Healthcare providers and their patients have all kinds of questions about the Covid-19 vaccines, not the least of which is when they can get one. Dr. Paul Sax, a professor of medicine at Harvard Medical School, put together a list of the most common ones with answers that will help you and your patients.
We excerpted a few from his list in the New England Journal of Medicine:
1. How long do the vaccines work?
Having waited to get a vaccine, you and your patients probably don’t want to do go through it again anytime soon. Unfortunately, Sax says, there is not a lot of evidence yet on how long the effects of the vaccine last, though some Moderna data suggested “neutralizing antibodies persisted for nearly 4 months with titers declining slightly over time.”
2. Do the vaccines prevent transmission of the virus to others?
This is an excellent, unselfish question from people who are concerned that they could still pass along the virus even if they themselves are protected. Sax again says that the evidence is sparse, but some tests hint the vaccine may prevent asymptomatic infection and he notes that vaccines, in general, prevent disease and infection. “If there is an example of a vaccine in widespread clinical use that has this selective effect — prevents disease but not infection — I can’t think of one!” he says.
3. Is one vaccine preferable to the other for specific patients?
In short, no.
4. Can a patient with a history of an allergic reaction get the vaccine?
Yes, “it doesn’t matter whether it’s an allergy to other vaccines or medications or to bee stings or food or pollen,” but those patients should be observed for 30 minutes instead of the usual 15 minutes after their shot.
5. Should acetaminophen or nonsteroidal antiinflammatory drugs be taken prior to vaccination to prevent postvaccination symptoms?
No. “Although these drugs could decrease subjective side effects, theoretically they could also blunt immune response and make the vaccines less effective — hence they are not recommended before vaccination.” Although taking them after to relieve side effects is fine.
6. Is a second dose given later than 21 or 28 days still effective?
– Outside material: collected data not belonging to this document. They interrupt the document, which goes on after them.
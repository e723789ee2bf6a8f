/// 进程内 ping/pong 示例
/// 展示 注册处理器 -> emit 等待结果 -> 容量淘汰 的完整流程
///
/// 运行：RUST_LOG=debug cargo run -p correlate-channel --example ping_pong
use correlate_channel::correlate_registry::{PendingResultRegistry, RegistryConfig};
use correlate_channel::{ChannelError, Correlator, Dispatched, InMemoryTransport, handler_fn};
use serde_json::json;
use std::sync::Arc;
use tracing_subscriber::EnvFilter;

#[tokio::main]
async fn main() -> Result<(), Box<dyn std::error::Error>> {
    tracing_subscriber::fmt()
        .with_env_filter(EnvFilter::try_from_default_env().unwrap_or_else(|_| "info".into()))
        .init();

    let transport = Arc::new(InMemoryTransport::default());
    let handle = transport.start()?;

    let ctx = Correlator::builder()
        .transport(transport.clone())
        .registry(Arc::new(PendingResultRegistry::new(
            RegistryConfig::builder().capacity(2).build(),
        )))
        .build();

    ctx.register(
        "ping",
        handler_fn(|_, data| async move { Ok(json!({ "pong": data })) }),
    )?;

    // 请求/响应
    let reply = ctx
        .emit("ping", Some(json!({"awaitResult": true, "msg": "hello"})))
        .await?;
    println!("reply: {reply:?}");

    // 显式关联键
    let reply = ctx
        .emit("ping", Some(json!({"awaitResult": "my-key"})))
        .await?;
    println!("reply for my-key: {reply:?}");

    // 重复注册
    if let Err(ChannelError::AlreadyRegistered { name }) =
        ctx.register("ping", handler_fn(|_, _| async { Ok(json!(null)) }))
    {
        println!("{name} is already registered");
    }

    // 无人应答的事件：超出容量后最旧的请求被淘汰
    let silent = ctx.channel("silent");
    let mut pendings = Vec::new();
    for _ in 0..3 {
        if let Dispatched::Awaiting(pending) = silent.dispatch(Some(json!({"awaitResult": true}))).await? {
            pendings.push(pending);
        }
    }
    let oldest = pendings.remove(0);
    let key = oldest.key().clone();
    println!("oldest request {key} -> {:?}", oldest.await);

    handle.shutdown();
    handle.join().await;
    Ok(())
}
//! 挂起结果注册表（PendingResultRegistry）
//!
//! 关联键 → 进行中的完成句柄 的有界映射，负责：
//! - `create`：分配/接受关联键并登记挂起条目；
//! - `resolve` / `reject`：结算匹配的条目，未知或已结算的键静默忽略；
//! - 清理：每次 `create` / `resolve` / `reject` 都会先清除已结算条目，
//!   再在超出容量时淘汰最旧的一条挂起条目（以 `ResultError::Evicted` 拒绝）。
//!
//! 注册表不设超时；容量淘汰是等待时长的唯一上界。
//! 所有变更（含“查找最旧”扫描）都在同一把锁内完成。
//!
use crate::config::RegistryConfig;
use crate::error::{ResultError, SettleResult};
use crate::key::{CorrelationKey, KeyGenerator, TimestampKeys};
use crate::pending::PendingResult;
use bon::bon;
use parking_lot::Mutex;
use serde_json::Value;
use std::collections::HashMap;
use std::sync::Arc;
use std::sync::atomic::{AtomicU64, Ordering};
use std::time::Instant;
use tokio::sync::oneshot;
use tracing::{debug, warn};

#[derive(Clone, Copy, Debug, PartialEq, Eq)]
enum EntryState {
    Pending,
    Resolved,
    Rejected,
}

struct PendingEntry<T> {
    completion: Option<oneshot::Sender<SettleResult<T>>>,
    state: EntryState,
    /// 插入序号，淘汰时按此排序
    seq: u64,
    created_at: Instant,
}

impl<T> PendingEntry<T> {
    fn new(completion: oneshot::Sender<SettleResult<T>>, seq: u64) -> Self {
        Self {
            completion: Some(completion),
            state: EntryState::Pending,
            seq,
            created_at: Instant::now(),
        }
    }

    fn is_pending(&self) -> bool {
        self.state == EntryState::Pending
    }

    /// 结算一次；已结算时返回 false 且不产生任何效果
    fn settle(&mut self, outcome: SettleResult<T>) -> bool {
        if !self.is_pending() {
            return false;
        }

        self.state = if outcome.is_ok() {
            EntryState::Resolved
        } else {
            EntryState::Rejected
        };

        if let Some(tx) = self.completion.take() {
            // 等待方已放弃（丢弃了 PendingResult）时发送失败，视为正常
            if tx.send(outcome).is_err() {
                debug!(seq = self.seq, "pending result receiver dropped");
            }
        }

        true
    }
}

struct Entries<T> {
    map: HashMap<CorrelationKey, PendingEntry<T>>,
    next_seq: u64,
}

impl<T> Default for Entries<T> {
    fn default() -> Self {
        Self {
            map: HashMap::new(),
            next_seq: 0,
        }
    }
}

/// 注册表统计
#[derive(Debug, Default)]
pub struct RegistryStats {
    pub created: AtomicU64,
    pub resolved: AtomicU64,
    pub rejected: AtomicU64,
    /// 因容量策略被淘汰
    pub evicted: AtomicU64,
    /// 因同一显式键被重复创建而替换
    pub superseded: AtomicU64,
}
If delays continue to hamper the rollout of the vaccine, patients may be concerned that there won’t be a vaccine available for them when it’s time for their second dose. However Sax says “there is no biological reason why receiving the second dose late would diminish the effectiveness of the vaccine, provided it’s received before too long an interval.”
7. Should a vaccination be delayed if a patient has any symptoms or is actively ill?
The shot should be delayed for patients with acute illness until they recover, he says, but there is no need to delay the shot for people with chronic diseases and stable symptoms.
8. Should a patient who was exposed to Covid-19 get the vaccine to prevent the disease?
There’s no data to show this would work. A patient who has been exposed to Covid-19 should finish their 10- to 14-quarantine before getting the vaccine, Sax says.
9. Should patients who have recovered from Covid-19 get the vaccine?
Yes. The exception would be patients who were treated with monoclonal antibodies or convalescent plasma, who should wait 90 days. “These treatments might inactivate the vaccines, making them less effective,” Sax notes.
10. Does the second inoculation need to be the same vaccine?
“There are no data to indicate that receiving a different vaccine as a second shot would be unsafe or less effective, but the vaccines have not been studied this way and such hybrid dosing strategies should be avoided,” he writes.